On August 30--four days after I woke with a crushing pain in my chest--I completed a draft of a new novel. The manuscript sits on my desk next to my computer monitor. It's a few thousand words shy of meeting the optimum length for its target market, but is otherwise complete. All I need to do is add a few new or expand a few existing scenes to get it to the appropriate length. Then it'll need one last editing/proofreading pass before it'll be ready so submit. It'll be one of the first things I do once I regain a decent attention span.
I haven't written many novels. This is my fifth. All four previous novels were published by small presses--two received great reviews, two others were also released as audio books--but none sold particularly well. The novel sitting in front of me has the potential to sell to a larger publisher, and I have reasonably high hopes for it.
During the last few weeks spent finishing the draft of this novel, I also started outlining another novel, one intended for the same publisher. Although the outline is quite rough at this point, I think I'll be able to complete it in a reasonable amount of time once I can return to the keyboard.

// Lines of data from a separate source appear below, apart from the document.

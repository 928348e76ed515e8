//! Rules engine for two-player Battleship: placement validation, attack
//! resolution, turn order and game completion, behind a pluggable store.

mod attack;
mod common;
mod config;
mod engine;
pub mod events;
mod fleet;
mod game;
mod geometry;
mod logging;
pub mod placement;
pub mod player;
mod projection;
mod ship;
pub mod store;

pub use attack::*;
pub use common::*;
pub use config::*;
pub use engine::Engine;
pub use events::{EventBus, GameEvent};
pub use fleet::*;
pub use game::*;
pub use geometry::*;
pub use logging::{init_logging, init_logging_with, level_from_env};
pub use placement::{random_fleet, validate, violations};
pub use player::{play_match, AiPlayer, Contender, MatchSummary, Player};
pub use projection::*;
pub use ship::*;
pub use store::{GameStore, InMemoryStore};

Does this mean I'm abandoning short stories? Not hardly. Short stories are my bread-and-butter and are likely to remain so for quite some time.
2 comments:
Very cool deal. Maybe you could blog about the genesis of the novel at soem point and how you set about writing it.
Kevin
(who remains sort of stuck on his)
Michael, Glad to hear about the new novel. Who cares if the others didn't sell well? When this one hits it big the others will be reprinted. By the way, anybody seeing this who hasn't read Michael's "All White Girls" should grab it post-haste. Excellent story.